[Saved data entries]
+--
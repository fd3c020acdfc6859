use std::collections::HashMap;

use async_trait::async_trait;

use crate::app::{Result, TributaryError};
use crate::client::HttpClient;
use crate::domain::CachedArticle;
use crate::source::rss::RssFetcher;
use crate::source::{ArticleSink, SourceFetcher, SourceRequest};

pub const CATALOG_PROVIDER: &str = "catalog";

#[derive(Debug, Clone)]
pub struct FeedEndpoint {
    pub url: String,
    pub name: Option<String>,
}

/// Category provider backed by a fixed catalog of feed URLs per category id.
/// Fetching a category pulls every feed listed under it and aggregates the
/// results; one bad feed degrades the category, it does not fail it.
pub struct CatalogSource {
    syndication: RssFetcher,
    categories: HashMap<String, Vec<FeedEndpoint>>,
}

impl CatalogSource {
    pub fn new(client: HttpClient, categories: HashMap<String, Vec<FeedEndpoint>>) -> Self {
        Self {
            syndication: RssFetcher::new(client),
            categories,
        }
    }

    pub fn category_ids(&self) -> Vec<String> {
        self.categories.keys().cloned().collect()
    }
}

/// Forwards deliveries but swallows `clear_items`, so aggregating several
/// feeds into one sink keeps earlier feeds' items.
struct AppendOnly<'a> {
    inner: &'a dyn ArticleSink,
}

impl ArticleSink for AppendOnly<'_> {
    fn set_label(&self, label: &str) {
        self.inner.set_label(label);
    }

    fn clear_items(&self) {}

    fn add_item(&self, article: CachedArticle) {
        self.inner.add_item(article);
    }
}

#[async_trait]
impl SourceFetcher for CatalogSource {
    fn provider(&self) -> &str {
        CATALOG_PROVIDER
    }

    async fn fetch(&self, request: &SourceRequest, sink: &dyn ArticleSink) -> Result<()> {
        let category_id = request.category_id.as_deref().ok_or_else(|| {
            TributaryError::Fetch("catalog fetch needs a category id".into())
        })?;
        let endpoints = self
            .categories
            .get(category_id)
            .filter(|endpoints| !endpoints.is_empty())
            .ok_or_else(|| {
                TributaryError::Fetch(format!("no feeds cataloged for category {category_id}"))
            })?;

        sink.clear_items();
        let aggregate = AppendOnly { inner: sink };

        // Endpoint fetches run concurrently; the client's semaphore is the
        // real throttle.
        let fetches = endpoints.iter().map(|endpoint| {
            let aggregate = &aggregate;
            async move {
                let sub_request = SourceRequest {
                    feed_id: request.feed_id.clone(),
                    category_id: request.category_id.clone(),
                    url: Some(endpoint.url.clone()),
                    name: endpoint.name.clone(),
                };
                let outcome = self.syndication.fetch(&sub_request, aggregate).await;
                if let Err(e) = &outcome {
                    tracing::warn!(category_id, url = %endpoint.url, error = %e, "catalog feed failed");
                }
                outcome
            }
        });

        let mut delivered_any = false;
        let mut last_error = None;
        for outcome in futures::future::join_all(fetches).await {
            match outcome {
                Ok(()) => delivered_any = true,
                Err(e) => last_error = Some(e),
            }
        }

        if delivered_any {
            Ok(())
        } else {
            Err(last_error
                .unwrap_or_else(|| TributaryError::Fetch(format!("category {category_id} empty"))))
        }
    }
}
+--
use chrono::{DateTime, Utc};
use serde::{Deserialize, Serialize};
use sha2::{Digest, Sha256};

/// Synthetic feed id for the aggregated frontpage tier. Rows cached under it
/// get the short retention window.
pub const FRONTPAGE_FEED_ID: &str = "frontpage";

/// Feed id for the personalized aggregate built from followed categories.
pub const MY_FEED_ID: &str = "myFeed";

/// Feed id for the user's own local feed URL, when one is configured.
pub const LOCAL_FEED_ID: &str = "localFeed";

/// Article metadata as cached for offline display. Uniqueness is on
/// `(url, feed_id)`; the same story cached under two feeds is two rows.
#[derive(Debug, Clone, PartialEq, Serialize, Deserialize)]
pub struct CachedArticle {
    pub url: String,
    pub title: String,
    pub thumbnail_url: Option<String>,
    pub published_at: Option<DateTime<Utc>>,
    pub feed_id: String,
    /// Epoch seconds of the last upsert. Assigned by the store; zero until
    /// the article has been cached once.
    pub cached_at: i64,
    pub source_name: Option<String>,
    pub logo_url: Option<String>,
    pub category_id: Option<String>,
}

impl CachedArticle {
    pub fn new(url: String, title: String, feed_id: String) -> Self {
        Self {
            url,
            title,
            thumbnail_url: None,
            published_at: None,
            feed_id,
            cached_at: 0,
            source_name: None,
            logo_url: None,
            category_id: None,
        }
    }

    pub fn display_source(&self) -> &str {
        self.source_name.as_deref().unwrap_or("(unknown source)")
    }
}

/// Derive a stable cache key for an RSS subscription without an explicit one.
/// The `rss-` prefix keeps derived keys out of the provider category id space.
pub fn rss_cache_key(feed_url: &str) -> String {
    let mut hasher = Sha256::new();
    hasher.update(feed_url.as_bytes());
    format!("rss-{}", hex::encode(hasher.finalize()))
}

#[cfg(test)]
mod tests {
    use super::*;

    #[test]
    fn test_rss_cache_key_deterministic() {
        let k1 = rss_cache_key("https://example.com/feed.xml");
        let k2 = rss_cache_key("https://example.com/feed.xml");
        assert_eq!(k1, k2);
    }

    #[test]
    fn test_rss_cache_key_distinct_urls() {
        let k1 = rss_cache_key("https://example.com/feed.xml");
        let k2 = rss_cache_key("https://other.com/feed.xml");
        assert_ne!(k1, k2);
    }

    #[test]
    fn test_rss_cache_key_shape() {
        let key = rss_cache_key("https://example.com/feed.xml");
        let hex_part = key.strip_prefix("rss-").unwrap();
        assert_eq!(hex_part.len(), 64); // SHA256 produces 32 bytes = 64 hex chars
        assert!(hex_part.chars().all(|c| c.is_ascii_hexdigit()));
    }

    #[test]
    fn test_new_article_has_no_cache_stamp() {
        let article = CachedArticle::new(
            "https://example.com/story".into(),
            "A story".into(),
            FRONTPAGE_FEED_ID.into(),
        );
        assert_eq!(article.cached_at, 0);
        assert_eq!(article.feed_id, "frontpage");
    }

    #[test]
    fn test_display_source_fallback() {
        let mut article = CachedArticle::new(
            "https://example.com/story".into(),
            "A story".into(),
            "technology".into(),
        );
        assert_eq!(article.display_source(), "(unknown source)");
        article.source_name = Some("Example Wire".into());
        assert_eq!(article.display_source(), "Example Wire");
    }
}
+--
▶ **Exercise details**: Please find, in the entries above, every line where "Deserialize" occurs, and copy it.

▶ **Problem solution**:
use serde::{Deserialize, Serialize};
#[derive(Debug, Clone, PartialEq, Serialize, Deserialize)]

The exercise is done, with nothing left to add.